◆ Work instruction: Every line with the word "axis" in it should be extracted from the data that follows.

[Stored data]

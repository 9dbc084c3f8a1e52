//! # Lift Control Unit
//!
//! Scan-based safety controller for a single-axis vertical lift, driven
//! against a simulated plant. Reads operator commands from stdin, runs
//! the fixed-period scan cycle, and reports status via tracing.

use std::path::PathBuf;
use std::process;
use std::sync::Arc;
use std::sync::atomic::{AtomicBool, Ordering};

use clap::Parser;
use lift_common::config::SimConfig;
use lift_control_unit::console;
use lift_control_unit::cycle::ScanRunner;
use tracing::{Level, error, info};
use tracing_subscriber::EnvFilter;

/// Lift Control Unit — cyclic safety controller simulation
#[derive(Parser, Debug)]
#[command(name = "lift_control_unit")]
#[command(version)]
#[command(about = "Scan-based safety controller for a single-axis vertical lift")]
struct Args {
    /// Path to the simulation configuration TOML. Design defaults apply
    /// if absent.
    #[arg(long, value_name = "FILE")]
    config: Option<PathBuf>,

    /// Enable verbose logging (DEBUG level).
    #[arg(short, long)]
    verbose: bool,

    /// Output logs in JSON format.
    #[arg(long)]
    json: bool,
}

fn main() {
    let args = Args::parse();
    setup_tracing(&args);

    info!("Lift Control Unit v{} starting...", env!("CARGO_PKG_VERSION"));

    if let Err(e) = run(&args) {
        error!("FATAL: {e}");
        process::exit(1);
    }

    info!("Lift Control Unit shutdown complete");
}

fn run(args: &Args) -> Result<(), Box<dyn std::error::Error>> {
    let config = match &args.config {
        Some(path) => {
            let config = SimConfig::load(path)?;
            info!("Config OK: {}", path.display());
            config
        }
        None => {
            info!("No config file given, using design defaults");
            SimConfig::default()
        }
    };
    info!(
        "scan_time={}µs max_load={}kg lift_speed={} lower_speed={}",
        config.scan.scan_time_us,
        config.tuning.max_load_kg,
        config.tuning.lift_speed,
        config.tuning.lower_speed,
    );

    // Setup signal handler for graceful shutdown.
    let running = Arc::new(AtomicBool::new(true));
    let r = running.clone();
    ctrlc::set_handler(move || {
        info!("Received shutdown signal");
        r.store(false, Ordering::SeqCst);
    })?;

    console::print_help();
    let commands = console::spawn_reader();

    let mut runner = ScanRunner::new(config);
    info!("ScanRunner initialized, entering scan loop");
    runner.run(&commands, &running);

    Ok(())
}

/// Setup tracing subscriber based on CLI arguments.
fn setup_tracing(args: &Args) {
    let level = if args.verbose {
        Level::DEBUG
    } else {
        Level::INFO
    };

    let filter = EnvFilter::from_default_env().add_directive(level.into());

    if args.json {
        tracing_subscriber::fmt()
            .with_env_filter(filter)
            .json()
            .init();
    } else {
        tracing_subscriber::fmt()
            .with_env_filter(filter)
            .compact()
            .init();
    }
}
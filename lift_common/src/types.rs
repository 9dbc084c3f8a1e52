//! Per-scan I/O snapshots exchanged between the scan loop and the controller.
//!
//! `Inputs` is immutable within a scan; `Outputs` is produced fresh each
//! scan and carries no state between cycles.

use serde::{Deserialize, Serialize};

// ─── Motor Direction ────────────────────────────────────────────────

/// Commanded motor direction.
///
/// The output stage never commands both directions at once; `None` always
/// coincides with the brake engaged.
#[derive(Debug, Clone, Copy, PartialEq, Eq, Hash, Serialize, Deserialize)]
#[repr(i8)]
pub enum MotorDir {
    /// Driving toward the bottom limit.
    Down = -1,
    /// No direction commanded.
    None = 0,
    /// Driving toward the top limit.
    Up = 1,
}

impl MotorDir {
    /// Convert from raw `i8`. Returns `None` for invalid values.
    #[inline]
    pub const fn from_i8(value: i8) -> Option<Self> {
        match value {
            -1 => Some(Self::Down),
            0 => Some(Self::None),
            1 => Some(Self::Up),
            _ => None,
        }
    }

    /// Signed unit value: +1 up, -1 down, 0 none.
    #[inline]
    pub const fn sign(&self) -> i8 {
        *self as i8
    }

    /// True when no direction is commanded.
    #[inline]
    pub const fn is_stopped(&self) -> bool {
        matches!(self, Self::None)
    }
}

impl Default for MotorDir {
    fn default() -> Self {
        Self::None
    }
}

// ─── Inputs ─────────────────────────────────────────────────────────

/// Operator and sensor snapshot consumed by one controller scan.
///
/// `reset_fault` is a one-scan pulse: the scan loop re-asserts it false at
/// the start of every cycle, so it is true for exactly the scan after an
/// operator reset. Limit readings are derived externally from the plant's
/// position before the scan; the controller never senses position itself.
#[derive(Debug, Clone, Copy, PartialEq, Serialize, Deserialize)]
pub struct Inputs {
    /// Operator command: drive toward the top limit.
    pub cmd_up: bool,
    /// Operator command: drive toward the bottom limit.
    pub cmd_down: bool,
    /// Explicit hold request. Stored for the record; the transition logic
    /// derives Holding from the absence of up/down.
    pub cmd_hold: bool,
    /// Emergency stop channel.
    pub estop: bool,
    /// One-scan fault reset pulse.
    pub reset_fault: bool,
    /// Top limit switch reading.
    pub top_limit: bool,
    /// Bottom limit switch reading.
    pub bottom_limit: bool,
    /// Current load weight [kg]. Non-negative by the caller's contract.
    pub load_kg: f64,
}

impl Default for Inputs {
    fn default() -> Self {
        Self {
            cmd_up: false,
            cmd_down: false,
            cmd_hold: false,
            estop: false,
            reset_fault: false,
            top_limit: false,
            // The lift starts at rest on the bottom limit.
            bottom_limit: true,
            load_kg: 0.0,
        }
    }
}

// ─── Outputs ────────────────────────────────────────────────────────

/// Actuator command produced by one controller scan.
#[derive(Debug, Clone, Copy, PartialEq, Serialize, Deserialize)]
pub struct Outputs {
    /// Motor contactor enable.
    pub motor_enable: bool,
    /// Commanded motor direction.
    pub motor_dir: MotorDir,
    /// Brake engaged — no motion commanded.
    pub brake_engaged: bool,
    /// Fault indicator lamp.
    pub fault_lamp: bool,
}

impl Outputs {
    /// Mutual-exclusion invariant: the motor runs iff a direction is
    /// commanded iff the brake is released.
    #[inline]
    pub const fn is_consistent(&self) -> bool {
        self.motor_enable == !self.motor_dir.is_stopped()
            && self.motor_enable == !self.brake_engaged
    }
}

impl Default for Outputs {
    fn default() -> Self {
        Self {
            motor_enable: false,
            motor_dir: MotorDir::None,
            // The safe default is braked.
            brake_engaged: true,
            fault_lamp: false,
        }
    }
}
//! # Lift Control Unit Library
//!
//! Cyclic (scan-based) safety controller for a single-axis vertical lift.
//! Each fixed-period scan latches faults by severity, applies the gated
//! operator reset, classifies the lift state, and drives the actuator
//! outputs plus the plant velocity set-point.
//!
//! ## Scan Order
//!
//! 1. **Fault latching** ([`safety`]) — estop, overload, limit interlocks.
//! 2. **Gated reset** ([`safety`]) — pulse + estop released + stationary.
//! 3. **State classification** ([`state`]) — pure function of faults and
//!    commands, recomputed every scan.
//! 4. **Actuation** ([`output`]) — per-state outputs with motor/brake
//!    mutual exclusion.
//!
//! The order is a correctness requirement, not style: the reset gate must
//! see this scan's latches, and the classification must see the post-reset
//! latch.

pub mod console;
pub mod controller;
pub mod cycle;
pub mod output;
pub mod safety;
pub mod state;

---

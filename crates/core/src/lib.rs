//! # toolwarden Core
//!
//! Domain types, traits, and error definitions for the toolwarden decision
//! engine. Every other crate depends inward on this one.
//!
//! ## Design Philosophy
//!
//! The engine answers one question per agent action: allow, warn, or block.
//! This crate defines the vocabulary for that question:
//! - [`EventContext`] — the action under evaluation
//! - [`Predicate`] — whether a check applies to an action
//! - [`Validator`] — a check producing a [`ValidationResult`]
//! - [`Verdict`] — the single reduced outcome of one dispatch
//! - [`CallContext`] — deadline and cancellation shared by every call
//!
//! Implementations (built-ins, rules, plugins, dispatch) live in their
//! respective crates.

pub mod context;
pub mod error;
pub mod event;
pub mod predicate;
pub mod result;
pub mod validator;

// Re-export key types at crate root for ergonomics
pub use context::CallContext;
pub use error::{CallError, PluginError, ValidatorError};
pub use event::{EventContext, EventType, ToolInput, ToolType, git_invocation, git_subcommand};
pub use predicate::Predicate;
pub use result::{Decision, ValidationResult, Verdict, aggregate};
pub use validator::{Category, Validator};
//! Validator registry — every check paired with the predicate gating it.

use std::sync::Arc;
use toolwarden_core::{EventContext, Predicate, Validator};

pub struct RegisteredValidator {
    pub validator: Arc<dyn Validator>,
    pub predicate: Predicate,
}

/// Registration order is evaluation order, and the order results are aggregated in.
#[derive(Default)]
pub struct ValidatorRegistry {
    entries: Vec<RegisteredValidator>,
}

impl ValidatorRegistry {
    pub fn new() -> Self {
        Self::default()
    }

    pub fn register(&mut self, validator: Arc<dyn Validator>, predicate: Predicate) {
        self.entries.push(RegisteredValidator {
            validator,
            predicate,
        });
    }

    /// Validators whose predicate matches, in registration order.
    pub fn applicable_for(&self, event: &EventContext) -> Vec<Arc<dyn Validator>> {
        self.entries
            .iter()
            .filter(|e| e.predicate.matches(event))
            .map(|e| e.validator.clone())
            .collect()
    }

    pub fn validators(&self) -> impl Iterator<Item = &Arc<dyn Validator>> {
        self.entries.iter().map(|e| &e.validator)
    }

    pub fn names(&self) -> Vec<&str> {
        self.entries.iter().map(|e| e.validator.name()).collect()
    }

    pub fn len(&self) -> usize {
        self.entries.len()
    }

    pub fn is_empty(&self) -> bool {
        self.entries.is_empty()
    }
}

* * *

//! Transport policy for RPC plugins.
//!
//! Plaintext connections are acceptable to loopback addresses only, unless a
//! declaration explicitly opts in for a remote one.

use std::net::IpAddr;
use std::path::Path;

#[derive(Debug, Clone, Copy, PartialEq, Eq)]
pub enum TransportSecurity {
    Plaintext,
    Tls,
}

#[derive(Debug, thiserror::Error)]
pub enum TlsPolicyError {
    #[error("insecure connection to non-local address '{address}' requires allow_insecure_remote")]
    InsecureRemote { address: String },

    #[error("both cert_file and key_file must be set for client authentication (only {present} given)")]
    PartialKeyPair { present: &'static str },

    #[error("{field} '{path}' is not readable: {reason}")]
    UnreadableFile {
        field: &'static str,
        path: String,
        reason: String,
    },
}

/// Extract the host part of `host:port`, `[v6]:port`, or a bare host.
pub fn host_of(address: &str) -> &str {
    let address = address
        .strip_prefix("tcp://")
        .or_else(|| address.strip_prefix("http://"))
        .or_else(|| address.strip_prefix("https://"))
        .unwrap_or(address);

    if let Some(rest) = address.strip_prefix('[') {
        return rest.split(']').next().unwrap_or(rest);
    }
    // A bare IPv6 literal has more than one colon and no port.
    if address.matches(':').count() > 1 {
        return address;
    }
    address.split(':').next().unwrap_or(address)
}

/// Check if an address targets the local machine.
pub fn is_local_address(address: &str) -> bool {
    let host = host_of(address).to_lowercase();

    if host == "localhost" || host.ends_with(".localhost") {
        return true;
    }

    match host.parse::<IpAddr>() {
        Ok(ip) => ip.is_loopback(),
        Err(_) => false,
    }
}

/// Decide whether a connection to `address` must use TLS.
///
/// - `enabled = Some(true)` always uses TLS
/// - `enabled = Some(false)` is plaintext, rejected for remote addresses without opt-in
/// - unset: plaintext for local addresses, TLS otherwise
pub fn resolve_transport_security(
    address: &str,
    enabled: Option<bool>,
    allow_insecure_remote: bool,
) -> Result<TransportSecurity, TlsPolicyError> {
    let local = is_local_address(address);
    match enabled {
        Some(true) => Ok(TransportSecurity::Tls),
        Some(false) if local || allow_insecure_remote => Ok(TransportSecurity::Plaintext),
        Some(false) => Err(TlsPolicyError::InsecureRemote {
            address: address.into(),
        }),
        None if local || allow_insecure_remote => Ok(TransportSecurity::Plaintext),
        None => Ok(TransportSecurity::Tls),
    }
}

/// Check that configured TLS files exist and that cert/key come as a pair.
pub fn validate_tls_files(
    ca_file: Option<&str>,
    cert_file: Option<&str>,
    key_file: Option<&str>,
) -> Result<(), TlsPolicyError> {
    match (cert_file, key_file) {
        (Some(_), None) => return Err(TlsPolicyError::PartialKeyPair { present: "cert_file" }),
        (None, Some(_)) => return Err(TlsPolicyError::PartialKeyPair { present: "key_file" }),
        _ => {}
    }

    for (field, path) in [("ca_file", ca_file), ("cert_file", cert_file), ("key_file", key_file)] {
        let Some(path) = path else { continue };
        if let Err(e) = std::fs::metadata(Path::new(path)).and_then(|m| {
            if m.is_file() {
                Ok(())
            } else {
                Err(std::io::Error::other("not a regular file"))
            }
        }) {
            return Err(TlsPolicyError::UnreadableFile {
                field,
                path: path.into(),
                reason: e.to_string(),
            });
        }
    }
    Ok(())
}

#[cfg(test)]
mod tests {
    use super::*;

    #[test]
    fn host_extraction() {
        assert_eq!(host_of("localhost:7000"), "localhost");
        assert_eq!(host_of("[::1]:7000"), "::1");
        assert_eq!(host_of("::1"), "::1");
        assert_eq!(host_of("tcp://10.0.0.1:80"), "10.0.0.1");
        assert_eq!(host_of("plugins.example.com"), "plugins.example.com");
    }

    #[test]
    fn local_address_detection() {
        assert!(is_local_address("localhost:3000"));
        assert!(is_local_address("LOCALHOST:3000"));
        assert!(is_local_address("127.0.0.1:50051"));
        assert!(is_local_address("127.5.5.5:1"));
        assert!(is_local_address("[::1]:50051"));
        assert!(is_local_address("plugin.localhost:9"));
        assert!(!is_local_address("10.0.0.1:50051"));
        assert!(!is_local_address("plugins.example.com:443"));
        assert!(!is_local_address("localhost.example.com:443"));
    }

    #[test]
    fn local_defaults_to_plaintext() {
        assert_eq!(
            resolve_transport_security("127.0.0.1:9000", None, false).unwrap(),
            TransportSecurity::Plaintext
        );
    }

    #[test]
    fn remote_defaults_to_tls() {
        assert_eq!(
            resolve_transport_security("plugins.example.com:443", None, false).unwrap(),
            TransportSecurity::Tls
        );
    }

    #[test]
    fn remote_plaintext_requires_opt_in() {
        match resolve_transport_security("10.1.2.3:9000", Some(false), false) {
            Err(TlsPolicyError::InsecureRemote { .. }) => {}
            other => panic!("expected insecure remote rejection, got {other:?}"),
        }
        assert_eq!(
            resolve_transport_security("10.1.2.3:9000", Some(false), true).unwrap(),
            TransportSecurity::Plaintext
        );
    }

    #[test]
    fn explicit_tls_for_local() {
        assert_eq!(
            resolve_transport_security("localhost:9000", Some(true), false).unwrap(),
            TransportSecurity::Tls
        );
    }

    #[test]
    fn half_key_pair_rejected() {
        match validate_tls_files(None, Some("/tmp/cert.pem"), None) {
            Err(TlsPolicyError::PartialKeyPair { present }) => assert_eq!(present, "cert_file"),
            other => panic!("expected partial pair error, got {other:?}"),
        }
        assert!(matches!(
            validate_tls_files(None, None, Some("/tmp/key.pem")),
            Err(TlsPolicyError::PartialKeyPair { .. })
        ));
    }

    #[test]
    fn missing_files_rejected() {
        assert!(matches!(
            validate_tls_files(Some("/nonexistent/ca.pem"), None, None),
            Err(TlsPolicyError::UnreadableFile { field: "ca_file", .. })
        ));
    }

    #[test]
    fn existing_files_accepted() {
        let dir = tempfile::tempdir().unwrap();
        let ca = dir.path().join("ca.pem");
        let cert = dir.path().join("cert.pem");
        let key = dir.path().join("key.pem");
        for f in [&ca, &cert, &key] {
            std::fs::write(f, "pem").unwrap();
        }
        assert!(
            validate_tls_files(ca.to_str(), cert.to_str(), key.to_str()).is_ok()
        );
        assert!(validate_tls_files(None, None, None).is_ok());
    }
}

◆ Solution:
//! Scan-based safety controller for a single-axis vertical lift, driven
#[command(about = "Scan-based safety controller for a single-axis vertical lift")]
//! Cyclic (scan-based) safety controller for a single-axis vertical lift.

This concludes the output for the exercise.